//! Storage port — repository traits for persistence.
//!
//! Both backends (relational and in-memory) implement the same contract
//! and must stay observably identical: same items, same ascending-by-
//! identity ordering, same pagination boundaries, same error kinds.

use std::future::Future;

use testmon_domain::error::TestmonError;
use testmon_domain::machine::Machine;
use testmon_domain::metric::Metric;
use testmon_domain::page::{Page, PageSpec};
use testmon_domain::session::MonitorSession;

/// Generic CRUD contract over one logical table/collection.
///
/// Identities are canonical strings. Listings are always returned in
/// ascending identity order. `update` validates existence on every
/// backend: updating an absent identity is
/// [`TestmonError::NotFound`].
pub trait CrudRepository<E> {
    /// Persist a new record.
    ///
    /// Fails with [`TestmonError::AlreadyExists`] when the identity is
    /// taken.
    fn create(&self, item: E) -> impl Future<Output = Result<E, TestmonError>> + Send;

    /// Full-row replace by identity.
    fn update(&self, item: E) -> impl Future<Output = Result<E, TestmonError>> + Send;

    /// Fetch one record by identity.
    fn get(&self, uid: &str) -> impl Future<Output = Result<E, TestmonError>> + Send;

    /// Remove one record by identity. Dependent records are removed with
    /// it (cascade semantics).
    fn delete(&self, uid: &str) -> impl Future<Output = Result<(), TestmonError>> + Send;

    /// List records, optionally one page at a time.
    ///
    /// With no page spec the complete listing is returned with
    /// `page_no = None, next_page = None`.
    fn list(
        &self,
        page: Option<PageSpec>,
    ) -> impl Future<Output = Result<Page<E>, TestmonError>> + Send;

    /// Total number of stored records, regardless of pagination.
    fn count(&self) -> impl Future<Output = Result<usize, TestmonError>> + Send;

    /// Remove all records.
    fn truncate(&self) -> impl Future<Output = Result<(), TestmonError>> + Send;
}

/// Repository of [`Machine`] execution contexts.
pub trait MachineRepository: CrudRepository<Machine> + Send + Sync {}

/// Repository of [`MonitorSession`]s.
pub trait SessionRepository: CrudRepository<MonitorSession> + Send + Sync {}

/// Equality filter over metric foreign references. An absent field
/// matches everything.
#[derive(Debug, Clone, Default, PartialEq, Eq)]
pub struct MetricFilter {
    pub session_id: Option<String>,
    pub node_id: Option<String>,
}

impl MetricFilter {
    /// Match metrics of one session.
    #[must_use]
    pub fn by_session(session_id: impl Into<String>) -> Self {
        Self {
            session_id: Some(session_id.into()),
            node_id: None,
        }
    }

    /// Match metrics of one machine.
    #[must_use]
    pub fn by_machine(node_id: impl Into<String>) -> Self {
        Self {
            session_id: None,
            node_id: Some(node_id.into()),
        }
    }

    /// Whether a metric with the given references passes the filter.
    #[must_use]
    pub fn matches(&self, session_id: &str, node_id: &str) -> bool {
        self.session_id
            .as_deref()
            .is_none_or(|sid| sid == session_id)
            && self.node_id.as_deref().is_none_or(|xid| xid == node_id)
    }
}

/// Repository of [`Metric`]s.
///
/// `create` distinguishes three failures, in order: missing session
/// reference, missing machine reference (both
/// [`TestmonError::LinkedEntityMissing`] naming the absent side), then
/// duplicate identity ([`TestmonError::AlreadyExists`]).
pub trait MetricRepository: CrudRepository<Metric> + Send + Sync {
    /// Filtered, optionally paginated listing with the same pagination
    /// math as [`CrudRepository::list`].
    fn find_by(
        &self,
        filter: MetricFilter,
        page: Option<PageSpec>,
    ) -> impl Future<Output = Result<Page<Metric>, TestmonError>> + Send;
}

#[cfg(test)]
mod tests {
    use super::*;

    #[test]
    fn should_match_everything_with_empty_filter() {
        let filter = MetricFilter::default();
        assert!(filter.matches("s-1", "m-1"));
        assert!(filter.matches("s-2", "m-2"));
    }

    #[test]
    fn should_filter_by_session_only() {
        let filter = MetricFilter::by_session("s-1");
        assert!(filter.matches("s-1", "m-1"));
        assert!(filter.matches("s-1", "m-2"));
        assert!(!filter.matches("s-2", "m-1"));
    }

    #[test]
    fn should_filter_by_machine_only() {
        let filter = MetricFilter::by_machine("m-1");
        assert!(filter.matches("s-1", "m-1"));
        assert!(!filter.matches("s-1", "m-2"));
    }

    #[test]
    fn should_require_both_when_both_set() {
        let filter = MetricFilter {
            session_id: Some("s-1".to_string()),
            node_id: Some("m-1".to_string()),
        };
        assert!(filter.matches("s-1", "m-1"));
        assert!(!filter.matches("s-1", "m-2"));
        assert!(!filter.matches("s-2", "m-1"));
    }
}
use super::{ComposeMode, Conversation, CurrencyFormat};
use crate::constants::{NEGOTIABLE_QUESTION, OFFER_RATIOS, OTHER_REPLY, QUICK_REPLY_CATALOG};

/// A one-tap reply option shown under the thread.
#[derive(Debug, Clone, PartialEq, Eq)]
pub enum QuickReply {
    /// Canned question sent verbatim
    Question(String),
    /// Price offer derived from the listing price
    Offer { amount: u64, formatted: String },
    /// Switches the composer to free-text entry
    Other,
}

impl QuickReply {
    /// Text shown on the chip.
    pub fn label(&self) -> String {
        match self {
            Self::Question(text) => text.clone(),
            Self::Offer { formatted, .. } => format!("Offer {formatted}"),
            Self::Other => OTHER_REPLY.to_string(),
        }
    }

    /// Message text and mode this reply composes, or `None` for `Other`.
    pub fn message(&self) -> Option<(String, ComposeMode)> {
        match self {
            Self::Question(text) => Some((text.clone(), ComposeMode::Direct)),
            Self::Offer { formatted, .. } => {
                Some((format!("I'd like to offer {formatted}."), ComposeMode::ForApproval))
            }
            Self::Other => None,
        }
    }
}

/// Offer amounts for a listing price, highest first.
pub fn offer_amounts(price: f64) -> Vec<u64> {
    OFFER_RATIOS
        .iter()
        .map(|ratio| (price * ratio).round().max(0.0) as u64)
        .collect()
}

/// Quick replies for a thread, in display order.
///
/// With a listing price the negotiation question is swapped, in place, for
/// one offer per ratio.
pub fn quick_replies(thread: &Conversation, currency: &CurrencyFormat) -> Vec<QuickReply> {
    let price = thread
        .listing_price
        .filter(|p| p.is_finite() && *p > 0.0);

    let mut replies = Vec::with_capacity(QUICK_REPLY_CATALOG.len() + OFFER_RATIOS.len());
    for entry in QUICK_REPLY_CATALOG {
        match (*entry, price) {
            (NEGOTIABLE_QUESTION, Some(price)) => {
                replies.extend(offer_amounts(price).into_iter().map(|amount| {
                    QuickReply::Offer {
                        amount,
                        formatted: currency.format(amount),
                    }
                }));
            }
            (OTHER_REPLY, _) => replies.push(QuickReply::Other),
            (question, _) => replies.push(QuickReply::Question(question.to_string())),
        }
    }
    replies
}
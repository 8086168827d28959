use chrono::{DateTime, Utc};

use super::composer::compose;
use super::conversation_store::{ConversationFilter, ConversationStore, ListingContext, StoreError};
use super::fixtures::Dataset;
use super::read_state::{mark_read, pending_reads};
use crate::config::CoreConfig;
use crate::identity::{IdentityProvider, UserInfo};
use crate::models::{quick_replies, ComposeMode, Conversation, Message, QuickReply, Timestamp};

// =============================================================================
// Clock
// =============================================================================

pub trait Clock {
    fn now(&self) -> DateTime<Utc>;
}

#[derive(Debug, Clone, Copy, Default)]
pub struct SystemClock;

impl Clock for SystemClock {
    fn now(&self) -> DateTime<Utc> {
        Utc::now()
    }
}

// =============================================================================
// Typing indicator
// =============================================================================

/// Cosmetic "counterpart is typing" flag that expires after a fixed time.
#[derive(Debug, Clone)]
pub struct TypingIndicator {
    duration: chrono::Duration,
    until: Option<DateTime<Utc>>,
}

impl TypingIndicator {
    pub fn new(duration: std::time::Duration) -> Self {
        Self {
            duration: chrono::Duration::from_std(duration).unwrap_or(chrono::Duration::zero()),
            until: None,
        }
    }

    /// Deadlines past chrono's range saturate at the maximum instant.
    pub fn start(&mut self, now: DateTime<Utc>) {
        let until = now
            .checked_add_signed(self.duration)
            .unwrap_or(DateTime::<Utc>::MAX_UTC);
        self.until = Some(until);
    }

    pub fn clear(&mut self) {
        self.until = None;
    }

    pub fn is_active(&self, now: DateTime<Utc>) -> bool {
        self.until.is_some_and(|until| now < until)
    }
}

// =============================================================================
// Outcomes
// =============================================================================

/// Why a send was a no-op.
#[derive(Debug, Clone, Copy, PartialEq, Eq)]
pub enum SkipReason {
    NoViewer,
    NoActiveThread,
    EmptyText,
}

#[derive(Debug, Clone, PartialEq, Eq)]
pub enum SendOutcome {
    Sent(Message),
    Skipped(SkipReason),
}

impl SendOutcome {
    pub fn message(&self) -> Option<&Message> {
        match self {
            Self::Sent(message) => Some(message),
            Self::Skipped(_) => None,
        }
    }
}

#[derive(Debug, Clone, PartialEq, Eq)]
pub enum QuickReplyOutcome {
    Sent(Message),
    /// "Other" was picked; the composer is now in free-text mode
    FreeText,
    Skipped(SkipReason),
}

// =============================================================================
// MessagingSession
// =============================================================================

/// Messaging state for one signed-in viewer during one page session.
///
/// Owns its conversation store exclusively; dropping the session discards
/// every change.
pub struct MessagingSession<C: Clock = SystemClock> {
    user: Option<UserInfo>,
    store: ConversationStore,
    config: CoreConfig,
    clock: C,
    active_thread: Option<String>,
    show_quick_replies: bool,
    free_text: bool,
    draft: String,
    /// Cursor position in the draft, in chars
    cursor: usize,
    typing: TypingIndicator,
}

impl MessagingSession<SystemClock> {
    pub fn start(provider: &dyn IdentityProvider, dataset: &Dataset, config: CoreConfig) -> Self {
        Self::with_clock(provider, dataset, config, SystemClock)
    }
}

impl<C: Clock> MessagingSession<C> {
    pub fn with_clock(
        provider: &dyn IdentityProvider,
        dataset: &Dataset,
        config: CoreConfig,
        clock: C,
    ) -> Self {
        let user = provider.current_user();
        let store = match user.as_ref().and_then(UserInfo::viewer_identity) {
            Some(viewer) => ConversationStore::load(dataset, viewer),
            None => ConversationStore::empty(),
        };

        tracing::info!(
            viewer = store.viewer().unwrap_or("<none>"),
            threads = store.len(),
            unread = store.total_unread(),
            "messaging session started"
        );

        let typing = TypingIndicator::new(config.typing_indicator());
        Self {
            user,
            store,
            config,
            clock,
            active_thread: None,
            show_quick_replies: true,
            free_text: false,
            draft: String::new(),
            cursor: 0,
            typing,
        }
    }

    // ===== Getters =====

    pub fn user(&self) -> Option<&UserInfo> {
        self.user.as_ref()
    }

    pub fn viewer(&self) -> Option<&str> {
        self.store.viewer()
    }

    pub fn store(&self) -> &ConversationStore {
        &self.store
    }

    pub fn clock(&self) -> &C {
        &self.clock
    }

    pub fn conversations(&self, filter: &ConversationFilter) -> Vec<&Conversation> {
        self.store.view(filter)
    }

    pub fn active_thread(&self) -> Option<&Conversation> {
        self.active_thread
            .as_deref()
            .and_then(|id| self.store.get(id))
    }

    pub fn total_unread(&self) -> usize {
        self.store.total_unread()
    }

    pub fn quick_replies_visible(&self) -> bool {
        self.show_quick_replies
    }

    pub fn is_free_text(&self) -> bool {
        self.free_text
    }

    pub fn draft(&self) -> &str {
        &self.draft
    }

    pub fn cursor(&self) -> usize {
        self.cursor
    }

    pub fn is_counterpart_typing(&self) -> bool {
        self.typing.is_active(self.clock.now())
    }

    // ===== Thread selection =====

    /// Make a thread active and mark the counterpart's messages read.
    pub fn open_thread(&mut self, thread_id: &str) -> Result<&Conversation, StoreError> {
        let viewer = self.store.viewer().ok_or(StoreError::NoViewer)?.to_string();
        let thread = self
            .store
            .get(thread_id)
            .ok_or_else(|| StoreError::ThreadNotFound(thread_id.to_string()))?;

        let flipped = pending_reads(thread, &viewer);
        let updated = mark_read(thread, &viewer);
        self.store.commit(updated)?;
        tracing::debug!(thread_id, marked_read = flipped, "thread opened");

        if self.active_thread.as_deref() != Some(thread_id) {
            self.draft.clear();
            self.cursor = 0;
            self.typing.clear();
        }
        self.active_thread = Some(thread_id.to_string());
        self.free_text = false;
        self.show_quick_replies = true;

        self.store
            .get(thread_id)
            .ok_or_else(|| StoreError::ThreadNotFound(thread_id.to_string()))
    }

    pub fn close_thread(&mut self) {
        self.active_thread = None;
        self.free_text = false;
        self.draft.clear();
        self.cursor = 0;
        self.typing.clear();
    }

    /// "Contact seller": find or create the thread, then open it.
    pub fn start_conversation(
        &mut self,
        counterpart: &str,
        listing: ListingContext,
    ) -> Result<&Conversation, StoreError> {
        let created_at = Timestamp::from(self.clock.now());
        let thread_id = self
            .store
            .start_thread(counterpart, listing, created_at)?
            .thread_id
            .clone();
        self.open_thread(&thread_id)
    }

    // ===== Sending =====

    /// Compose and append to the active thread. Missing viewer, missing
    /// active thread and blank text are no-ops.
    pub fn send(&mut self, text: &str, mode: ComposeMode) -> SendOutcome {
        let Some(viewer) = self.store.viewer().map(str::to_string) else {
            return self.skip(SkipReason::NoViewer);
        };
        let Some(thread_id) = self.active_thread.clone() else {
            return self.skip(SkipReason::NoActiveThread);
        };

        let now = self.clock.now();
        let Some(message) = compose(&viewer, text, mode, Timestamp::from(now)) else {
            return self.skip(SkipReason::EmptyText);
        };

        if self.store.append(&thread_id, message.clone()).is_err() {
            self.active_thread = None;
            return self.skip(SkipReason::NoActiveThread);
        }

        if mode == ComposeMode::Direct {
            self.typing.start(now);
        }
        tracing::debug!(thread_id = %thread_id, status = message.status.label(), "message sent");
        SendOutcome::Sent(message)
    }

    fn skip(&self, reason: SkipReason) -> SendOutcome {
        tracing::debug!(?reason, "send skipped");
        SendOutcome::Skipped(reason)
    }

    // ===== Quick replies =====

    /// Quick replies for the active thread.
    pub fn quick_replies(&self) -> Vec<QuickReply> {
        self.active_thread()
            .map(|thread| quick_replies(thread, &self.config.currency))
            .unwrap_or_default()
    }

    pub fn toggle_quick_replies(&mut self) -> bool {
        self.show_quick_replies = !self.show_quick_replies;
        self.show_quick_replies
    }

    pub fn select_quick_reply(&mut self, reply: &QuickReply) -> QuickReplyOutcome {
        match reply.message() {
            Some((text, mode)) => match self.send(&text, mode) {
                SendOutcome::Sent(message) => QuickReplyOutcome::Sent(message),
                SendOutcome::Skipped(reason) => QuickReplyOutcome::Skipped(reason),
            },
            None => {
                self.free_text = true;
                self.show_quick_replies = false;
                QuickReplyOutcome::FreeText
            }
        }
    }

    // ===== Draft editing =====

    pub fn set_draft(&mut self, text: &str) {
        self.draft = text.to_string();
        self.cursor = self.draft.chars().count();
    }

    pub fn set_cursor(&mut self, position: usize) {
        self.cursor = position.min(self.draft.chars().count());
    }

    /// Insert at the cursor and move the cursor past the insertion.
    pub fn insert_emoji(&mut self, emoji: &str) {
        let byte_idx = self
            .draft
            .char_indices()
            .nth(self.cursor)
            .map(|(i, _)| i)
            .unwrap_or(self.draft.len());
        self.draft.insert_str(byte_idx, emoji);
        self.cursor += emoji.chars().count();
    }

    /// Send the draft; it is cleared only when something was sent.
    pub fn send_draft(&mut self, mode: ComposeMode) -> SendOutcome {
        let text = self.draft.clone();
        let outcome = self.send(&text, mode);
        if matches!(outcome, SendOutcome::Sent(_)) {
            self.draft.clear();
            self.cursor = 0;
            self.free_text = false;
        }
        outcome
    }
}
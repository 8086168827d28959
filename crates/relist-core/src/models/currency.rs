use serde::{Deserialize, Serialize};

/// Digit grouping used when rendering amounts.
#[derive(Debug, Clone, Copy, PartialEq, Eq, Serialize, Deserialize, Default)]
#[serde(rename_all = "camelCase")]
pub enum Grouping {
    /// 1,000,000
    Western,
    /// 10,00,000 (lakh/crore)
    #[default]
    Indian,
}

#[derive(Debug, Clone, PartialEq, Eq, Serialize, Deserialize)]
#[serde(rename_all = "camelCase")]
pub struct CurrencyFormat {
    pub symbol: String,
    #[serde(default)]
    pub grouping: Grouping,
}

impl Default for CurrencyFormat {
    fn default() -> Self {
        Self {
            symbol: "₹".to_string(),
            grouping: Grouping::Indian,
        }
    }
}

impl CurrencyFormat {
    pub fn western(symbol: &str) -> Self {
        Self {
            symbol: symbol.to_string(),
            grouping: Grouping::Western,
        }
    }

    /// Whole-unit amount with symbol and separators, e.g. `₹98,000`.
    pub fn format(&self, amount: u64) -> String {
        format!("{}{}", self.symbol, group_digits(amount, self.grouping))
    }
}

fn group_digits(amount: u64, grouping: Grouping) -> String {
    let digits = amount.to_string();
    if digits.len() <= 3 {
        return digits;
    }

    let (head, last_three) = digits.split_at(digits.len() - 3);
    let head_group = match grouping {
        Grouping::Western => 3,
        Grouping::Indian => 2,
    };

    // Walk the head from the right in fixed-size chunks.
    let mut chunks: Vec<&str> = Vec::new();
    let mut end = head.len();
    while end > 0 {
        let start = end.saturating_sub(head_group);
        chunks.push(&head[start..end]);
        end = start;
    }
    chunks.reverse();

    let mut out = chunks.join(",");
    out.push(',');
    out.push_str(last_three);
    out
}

About this task —
Find the lines that mention "ConversationFilter" in the entries and show them.

Reply —
use super::conversation_store::{ConversationFilter, ConversationStore, ListingContext, StoreError};
    pub fn conversations(&self, filter: &ConversationFilter) -> Vec<&Conversation> {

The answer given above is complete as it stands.